--- MATERIAL PROVIDED Enclosed Below ---

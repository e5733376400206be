// SPDX-FileCopyrightText: 2026 SmsSink Contributors
// SPDX-License-Identifier: MIT OR Apache-2.0

//! Query modules for the stored entities.

pub mod credentials;
pub mod logs;
pub mod messages;
pub mod settings;

use std::str::FromStr;

/// Parse a TEXT column through `FromStr`, surfacing failures as a
/// conversion error on that column.
pub(crate) fn parse_column<T>(row: &rusqlite::Row<'_>, idx: usize) -> rusqlite::Result<T>
where
    T: FromStr,
    T::Err: std::error::Error + Send + Sync + 'static,
{
    let raw: String = row.get(idx)?;
    raw.parse().map_err(|e| {
        rusqlite::Error::FromSqlConversionFailure(idx, rusqlite::types::Type::Text, Box::new(e))
    })
}

/// Decode a JSON TEXT column.
pub(crate) fn json_column<T>(row: &rusqlite::Row<'_>, idx: usize) -> rusqlite::Result<T>
where
    T: serde::de::DeserializeOwned,
{
    let raw: String = row.get(idx)?;
    serde_json::from_str(&raw).map_err(|e| {
        rusqlite::Error::FromSqlConversionFailure(idx, rusqlite::types::Type::Text, Box::new(e))
    })
}

#[cfg(test)]
pub(crate) async fn test_db() -> crate::Database {
    crate::Database::open(":memory:", false)
        .await
        .expect("in-memory database")
}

--- End of Enclosed MATERIAL PROVIDED ---

Each line from the one that holds "pub mod messages;" to the end of the records above should be transcribed exactly, both ends included.

THE COMPLETED TASK
pub mod messages;
pub mod settings;

use std::str::FromStr;

/// Parse a TEXT column through `FromStr`, surfacing failures as a
/// conversion error on that column.
pub(crate) fn parse_column<T>(row: &rusqlite::Row<'_>, idx: usize) -> rusqlite::Result<T>
where
    T: FromStr,
    T::Err: std::error::Error + Send + Sync + 'static,
{
    let raw: String = row.get(idx)?;
    raw.parse().map_err(|e| {
        rusqlite::Error::FromSqlConversionFailure(idx, rusqlite::types::Type::Text, Box::new(e))
    })
}

/// Decode a JSON TEXT column.
pub(crate) fn json_column<T>(row: &rusqlite::Row<'_>, idx: usize) -> rusqlite::Result<T>
where
    T: serde::de::DeserializeOwned,
{
    let raw: String = row.get(idx)?;
    serde_json::from_str(&raw).map_err(|e| {
        rusqlite::Error::FromSqlConversionFailure(idx, rusqlite::types::Type::Text, Box::new(e))
    })
}

#[cfg(test)]
pub(crate) async fn test_db() -> crate::Database {
    crate::Database::open(":memory:", false)
        .await
        .expect("in-memory database")
}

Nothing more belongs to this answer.